After a period of horizontal movement while awaiting the new notes and coins the exchange rate resumed its upward march and broke new high levels. The increase in cash or at least the belief in it is evidenced by the movement of the parallel markets cash rate above the interbank rate. In a country where electronic money attracts a 40% premium to purchase cash.
This is surely not what the team at the Reserve Bank of Zimbabwe had in mind on February the 22nd when they decided to allow what was them called the RTGS dollar to float with restrictions which were later relaxed.

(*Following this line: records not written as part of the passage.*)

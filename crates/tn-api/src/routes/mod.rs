pub mod experiments;

use axum::Router;
use axum::middleware;
use axum::routing::{get, post};

use crate::auth::auth_middleware;
use crate::state::AppState;

pub fn api_router(state: AppState) -> Router {
    let authed = Router::new()
        .route(
            "/experiments",
            post(experiments::create_experiment).get(experiments::list_experiments),
        )
        .route(
            "/experiments/{name}",
            get(experiments::get_experiment).delete(experiments::delete_experiment),
        )
        .layer(middleware::from_fn_with_state(
            state.clone(),
            auth_middleware,
        ));

    Router::new()
        .route("/health", get(health))
        .merge(authed)
        .with_state(state)
}

async fn health() -> &'static str {
    "ok"
}
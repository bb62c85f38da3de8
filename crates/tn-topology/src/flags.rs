//! Command-line flags for each instance.
//!
//! Order is fixed: infra flags, relationship flags, chain flags, then the
//! group's own flags verbatim. Binding flags are owned by the generator; a
//! user-supplied binding flag would point a node at a port nobody published,
//! so it is dropped along with its value.

use tracing::warn;

use crate::config::{BlockchainConfig, ChainProfile, Role};
use crate::node::{GETH_WS_PORT, ServiceNode};

pub const BINDING_FLAGS: &[&str] = &["cliAddr", "rtmpAddr", "httpAddr", "serviceAddr"];

/// Controller contract of the development chain image.
pub const DEVENV_CONTROLLER: &str = "0x04746b890d090ae3c4c5df0101cfd089a4faca6c";

fn flag_name(token: &str) -> Option<&str> {
    let stripped = token.strip_prefix("--").or_else(|| token.strip_prefix('-'))?;
    Some(stripped.split('=').next().unwrap_or(stripped))
}

fn is_binding_flag(token: &str) -> bool {
    flag_name(token).is_some_and(|name| BINDING_FLAGS.contains(&name))
}

/// Split a free-form flag string on whitespace.
pub fn tokenize(raw: &str) -> Vec<String> {
    raw.split_whitespace().map(str::to_string).collect()
}

/// Drop binding flags (both `-flag value` and `-flag=value`). Returns the
/// remaining tokens and the dropped flags.
pub fn strip_binding_flags(tokens: &[String]) -> (Vec<String>, Vec<String>) {
    let mut kept = Vec::with_capacity(tokens.len());
    let mut dropped = Vec::new();
    let mut iter = tokens.iter().peekable();

    while let Some(token) = iter.next() {
        if !is_binding_flag(token) {
            kept.push(token.clone());
            continue;
        }
        dropped.push(token.clone());
        if !token.contains('=')
            && let Some(value) = iter.next_if(|next| !next.starts_with('-'))
        {
            dropped.push(value.clone());
        }
    }

    (kept, dropped)
}

fn bind(port: u16) -> String {
    format!("0.0.0.0:{port}")
}

/// Role switch and bind addresses forced to the allocated ports.
pub fn infra_flags(node: &ServiceNode) -> Vec<String> {
    let p = node.ports;
    match node.role() {
        Role::Broadcaster => vec![
            "-broadcaster".into(),
            "-cliAddr".into(),
            bind(p.cli),
            "-rtmpAddr".into(),
            bind(p.rtmp),
            "-httpAddr".into(),
            bind(p.http),
        ],
        Role::Orchestrator => vec![
            "-orchestrator".into(),
            "-cliAddr".into(),
            bind(p.cli),
            "-httpAddr".into(),
            bind(p.http),
            "-serviceAddr".into(),
            node.address(p.http),
        ],
        Role::Transcoder => vec!["-transcoder".into(), "-cliAddr".into(), bind(p.cli)],
        Role::Streamer => Vec::new(),
    }
}

/// Flags that point a node at its providers.
///
/// `bonded` is whether any transcoder depends on this node; orchestrators
/// without one transcode themselves.
pub fn relationship_flags(
    node: &ServiceNode,
    providers: &[&ServiceNode],
    secret: &str,
    bonded: bool,
) -> Vec<String> {
    match node.role() {
        Role::Transcoder if !providers.is_empty() => {
            let orchs: Vec<String> = providers.iter().map(|o| o.address(o.ports.http)).collect();
            vec![
                "-orchAddr".into(),
                orchs.join(","),
                "-orchSecret".into(),
                secret.to_string(),
            ]
        }
        Role::Broadcaster if !providers.is_empty() => {
            let orchs: Vec<String> = providers.iter().map(|o| o.address(o.ports.http)).collect();
            vec!["-orchAddr".into(), orchs.join(",")]
        }
        Role::Streamer => match providers.first() {
            Some(b) => vec![
                "-host".into(),
                b.alias().to_string(),
                "-rtmp".into(),
                b.ports.rtmp.to_string(),
                "-media".into(),
                b.ports.http.to_string(),
            ],
            None => Vec::new(),
        },
        Role::Orchestrator if bonded => vec!["-orchSecret".into(), secret.to_string()],
        Role::Orchestrator => vec!["-transcoder".into()],
        _ => Vec::new(),
    }
}

/// Network flags for the chain profile. Streamers are not chain clients.
pub fn chain_flags(role: Role, chain: &BlockchainConfig) -> Vec<String> {
    if role == Role::Streamer {
        return Vec::new();
    }

    match chain.profile {
        ChainProfile::Offchain => vec!["-network".into(), "offchain".into()],
        ChainProfile::Devenv => vec![
            "-network".into(),
            chain.network.clone().unwrap_or_else(|| "devenv".into()),
            "-ethUrl".into(),
            format!("ws://geth:{GETH_WS_PORT}"),
            "-ethController".into(),
            chain
                .controller
                .clone()
                .unwrap_or_else(|| DEVENV_CONTROLLER.into()),
        ],
        ChainProfile::External => {
            let mut flags = vec![
                "-network".into(),
                chain.network.clone().unwrap_or_else(|| "mainnet".into()),
            ];
            if let Some(url) = &chain.eth_url {
                flags.extend(["-ethUrl".into(), url.clone()]);
            }
            if let Some(controller) = &chain.controller {
                flags.extend(["-ethController".into(), controller.clone()]);
            }
            flags
        }
    }
}

/// Assemble the final command line for `node`.
pub fn merge(
    node: &ServiceNode,
    relationship: Vec<String>,
    chain: Vec<String>,
    user_flags: &str,
) -> Vec<String> {
    let (user, dropped) = strip_binding_flags(&tokenize(user_flags));
    if !dropped.is_empty() {
        warn!(alias = %node.alias(), ?dropped, "ignoring user binding flags");
    }

    let mut flags = infra_flags(node);
    flags.extend(relationship);
    flags.extend(chain);
    flags.extend(user);
    flags
}

#[cfg(test)]
mod tests {
    use super::*;
    use crate::node::{NodeId, NodePorts};

    fn node(role: Role, index: usize, base: u16) -> ServiceNode {
        ServiceNode::new(
            NodeId {
                role,
                group: "g".into(),
                index,
            },
            index,
            NodePorts {
                cli: base,
                rtmp: base + 1,
                http: base + 2,
            },
            "img".into(),
        )
    }

    fn strs(v: &[String]) -> Vec<&str> {
        v.iter().map(String::as_str).collect()
    }

    #[test]
    fn binding_flags_are_dropped_with_their_values() {
        let tokens = tokenize("-v 6 -httpAddr 0.0.0.0:80 --cliAddr=:1 -monitor -rtmpAddr -x");
        let (kept, dropped) = strip_binding_flags(&tokens);

        assert_eq!(strs(&kept), vec!["-v", "6", "-monitor", "-x"]);
        assert_eq!(
            strs(&dropped),
            vec!["-httpAddr", "0.0.0.0:80", "--cliAddr=:1", "-rtmpAddr"]
        );
    }

    #[test]
    fn user_bindings_never_override_allocated_ports() {
        let orch = node(Role::Orchestrator, 0, 8000);
        let flags = merge(&orch, vec![], vec![], "-httpAddr 0.0.0.0:1 -v 99");

        let http = flags.iter().position(|f| f == "-httpAddr").unwrap();
        assert_eq!(flags[http + 1], "0.0.0.0:8002");
        assert_eq!(flags.iter().filter(|f| *f == "-httpAddr").count(), 1);
        assert_eq!(&flags[flags.len() - 2..], ["-v", "99"]);
    }

    #[test]
    fn orchestrator_service_addr_uses_alias() {
        let flags = infra_flags(&node(Role::Orchestrator, 1, 8000));
        let i = flags.iter().position(|f| f == "-serviceAddr").unwrap();
        assert_eq!(flags[i + 1], "orchestrator_1:8002");
    }

    #[test]
    fn transcoder_points_at_its_orchestrator() {
        let orch = node(Role::Orchestrator, 1, 9000);
        let t = node(Role::Transcoder, 3, 7000);
        let flags = relationship_flags(&t, &[&orch], "s3cret", false);
        assert_eq!(
            strs(&flags),
            vec!["-orchAddr", "orchestrator_1:9002", "-orchSecret", "s3cret"]
        );
    }

    #[test]
    fn lone_orchestrator_transcodes_itself() {
        let orch = node(Role::Orchestrator, 0, 9000);
        assert_eq!(strs(&relationship_flags(&orch, &[], "s", false)), vec!["-transcoder"]);
        assert_eq!(
            strs(&relationship_flags(&orch, &[], "s", true)),
            vec!["-orchSecret", "s"]
        );
    }

    #[test]
    fn streamer_targets_broadcaster_ports() {
        let b = node(Role::Broadcaster, 0, 5000);
        let s = node(Role::Streamer, 0, 6000);
        assert_eq!(
            strs(&relationship_flags(&s, &[&b], "s", false)),
            vec!["-host", "broadcaster_0", "-rtmp", "5001", "-media", "5002"]
        );
    }

    #[test]
    fn chain_profiles() {
        let mut chain = BlockchainConfig::default();
        assert_eq!(strs(&chain_flags(Role::Broadcaster, &chain)), vec!["-network", "offchain"]);

        chain.profile = ChainProfile::Devenv;
        let flags = chain_flags(Role::Orchestrator, &chain);
        assert!(flags.contains(&"ws://geth:8546".to_string()));
        assert!(flags.contains(&DEVENV_CONTROLLER.to_string()));

        assert!(chain_flags(Role::Streamer, &chain).is_empty());
    }
}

In spite of multiple cautions from economists and analysts the apex wanted to have the final say, however, the market has taken that honour as it clearly showed disdain for the local currency.
The reasons behind the failures of the interbank market and the currency are no secret to anybody remotely paying attention. However, the authorities at 80 Samora Machel have chosen to address the wrong issues time and time again with the backing of equally questionable decision making from the ministry of Finance and Economic Development.
With what is likely to be the most depressed festive period in recent history already looming the currency is likely to take another battering before annual shut down. With many businesses from retailers to manufacturers reporting volume declines across the board in spite of inflation-induced increases in monetary measures there is very little joy expected.
The RBZ has plans to improve the efficiency of the interbank system through an electronic trading system and use of the Reuters real-time reporting system. Another case of misplaced priorities as surely the popularity of the parallel is testament to the fact that the interbank market is not doing its job of distributing foreign currency to where it is needed. Efforts should squarely focus on making it work first before we think about making it better.